I think they had all been expecting my abject failure or, in the unlikely event I had been successful, the corpse of a fox.  What they weren’t expecting was me walking in, soaking wet and freezing, with a live one under my arm.  I could see that they were all ready for bed and evidently quite prepared to leave me outside in sub-zero temperatures.  My Father-in-Law very decently offered me a warming scotch but with me having only two arms, both of which were fully occupied taming the untameable, I could only stare at the glass.  My Mother-in-Law was worried about fleas.  My young wife, to her credit, seemed more concerned about the blood I was oozing.
Naturally, the question arose, what were we to do with it?  I guess my Father-in-Law would have been happier had I just shot it (and I wasn’t about to explain to him why I hadn’t managed to do that).  Faced with an infestation of fleas now that I had introduced a wild animal into her lounge, I think my Mother-in-Law would have been more comfortable with supporting her daughter during the funeral of a husband who had been mauled to death by a wild animal in a lonely field, anything but beasties in the house.

‘I can hold her down and you can shoot her if you want,’ I suggested to Bryan, ‘after all, she seems pretty calm with me’.  Having been expelled from the house the two of us were now sitting in one of the stalls of his barn, the fox cowering in the corner, my hand still on its neck.
‘Alright, you hold her and I will shoot her’, I suggested when he said nothing, ‘I just need to go and get the rifle’

We sat there a while longer in silence.  Bryan was never really talkative.  Not with me anyway.
I hauled out my hip flask from the inside of my Barbour jacket with my left hand and we each took a few slugs of whisky.  Despite my heavy winter clothing the sleeves of my jacket had been torn to shreds and I was bleeding from my face and hands.

‘She’s beautiful, isn’t she?’ I said, only to break the silence while I lit up a cigarette.

This Vixen had destroyed Bryan’s duck business.  He had every right to be angry.  Foxes, like rats, are vermin and should be shot on sight.
Bryan got up and came back with a shovel.  In the right hands, a shovel is a pretty effective way of dispatching a wild animal but it is bloody horrible to watch, especially if you are the one holding the unfortunate beastie down.

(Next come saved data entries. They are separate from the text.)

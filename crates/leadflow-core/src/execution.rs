// Leadflow Core - Workflow execution audit record
//
// One WorkflowExecution exists per trigger match. It is created at dispatch
// time, mutated only by the engine that owns it, and its terminal fields
// are written exactly once. This subsystem never deletes executions;
// retention is an external concern.

use serde::{Deserialize, Serialize};
use std::collections::HashMap;

use chrono::{DateTime, Utc};
use serde_json::Value;
use uuid::Uuid;

/// Execution status state machine: pending → running → {completed, failed}
#[derive(Debug, Clone, Copy, Serialize, Deserialize, PartialEq, Eq)]
#[serde(rename_all = "lowercase")]
pub enum ExecutionStatus {
    /// Admitted but not yet started
    Pending,
    /// Actions are being executed
    Running,
    /// All actions ran (or were skipped) without error
    Completed,
    /// An action or the timeout budget failed the execution
    Failed,
}

impl ExecutionStatus {
    pub fn is_terminal(&self) -> bool {
        matches!(self, Self::Completed | Self::Failed)
    }
}

/// One run of a workflow's action sequence against one target record
#[derive(Debug, Clone, Serialize, Deserialize)]
#[serde(rename_all = "camelCase")]
pub struct WorkflowExecution {
    /// Execution id
    pub id: String,

    /// Workflow this execution belongs to
    pub workflow_id: String,

    /// Owning tenant
    pub tenant_id: String,

    /// Target record (lead) id
    pub target_id: String,

    /// The triggering event payload, captured verbatim
    pub trigger_payload: Value,

    /// Caller-supplied context
    #[serde(default, skip_serializing_if = "HashMap::is_empty")]
    pub context: HashMap<String, Value>,

    /// Execution status
    pub status: ExecutionStatus,

    /// When the execution was created
    pub started_at: DateTime<Utc>,

    /// When the execution reached a terminal status
    #[serde(skip_serializing_if = "Option::is_none")]
    pub finished_at: Option<DateTime<Utc>>,

    /// Wall-clock duration in milliseconds
    #[serde(skip_serializing_if = "Option::is_none")]
    pub execution_time_ms: Option<u64>,

    /// Error message for failed executions, recorded verbatim
    #[serde(skip_serializing_if = "Option::is_none")]
    pub error: Option<String>,
}

impl WorkflowExecution {
    /// Create a new running execution for a trigger match
    pub fn new(
        workflow_id: impl Into<String>,
        tenant_id: impl Into<String>,
        target_id: impl Into<String>,
        trigger_payload: Value,
        context: HashMap<String, Value>,
    ) -> Self {
        Self {
            id: Uuid::new_v4().to_string(),
            workflow_id: workflow_id.into(),
            tenant_id: tenant_id.into(),
            target_id: target_id.into(),
            trigger_payload,
            context,
            status: ExecutionStatus::Running,
            started_at: Utc::now(),
            finished_at: None,
            execution_time_ms: None,
            error: None,
        }
    }

    /// Mark the execution completed. Terminal fields are written once.
    pub fn complete(&mut self, elapsed_ms: u64) {
        debug_assert!(!self.status.is_terminal());
        self.status = ExecutionStatus::Completed;
        self.finished_at = Some(Utc::now());
        self.execution_time_ms = Some(elapsed_ms);
    }

    /// Mark the execution failed with the triggering error message
    pub fn fail(&mut self, elapsed_ms: u64, error: impl Into<String>) {
        debug_assert!(!self.status.is_terminal());
        self.status = ExecutionStatus::Failed;
        self.finished_at = Some(Utc::now());
        self.execution_time_ms = Some(elapsed_ms);
        self.error = Some(error.into());
    }
}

Bryan looked at me.  He was a tough Welshman who made his living off the land.  As far as he was concerned, I was just another soft city kid. Not only that, I was an Englishman who had shagged his wife and consumed his daughter’s cherry.  He hated me.  I could tell by the way he gripped the shovel.

‘How about we just let her go?’ I said, ‘She’ll never come back’.   
He stood over me for a while, long enough for ash to drop off the end of my cigarette.

‘See that she doesn’t,’ he said before leaving me alone with the fox in his barn.

And do you know what?  Having had the fright of our lives, neither of us ever set foot or paw on the farm again.


Sunday, 24 November 2013

Time for a whole box of Black Magic

Mmm.  Milk and dark chocolate with a soft centre.



‘He’s here’, said Marcia walking into the lounge.

Marcia is from Uige, the Bakongo tribe.  She is to all outward appearances educated and cosmopolitan but she is still African.  She will eat international dishes using cutlery but use the fingers of her right hand if it is a traditional dish and there are no foreigners present.

I was bitten by a snake that even I admit I did not see and two months later I am, if anything, worse.  I am not going to muck about with typically British understatement anymore, I am in agony.  I have not slept in weeks.  Marcia is doing all the work because I can’t walk.  It started with a nip on the toe, now my whole foot is involved.  All the Docs say is to keep swallowing the antibiotics and, most recently, iron tablets as well.  I am sick and dizzy with the pain and all the tablets I am ingesting.  I am sadly all too familiar with the bowl of my toilet as I vomit into it every night as quietly as I can so I do not disturb hard working Marcia’s sleep or that of little Alex.  Saturday afternoon I finally keeled over out of sheer exhaustion and Marcia thought I had suffered another heart attack so squirted a whole bottle of Nitrolingual between my teeth.  I am still recovering from the bloody headache.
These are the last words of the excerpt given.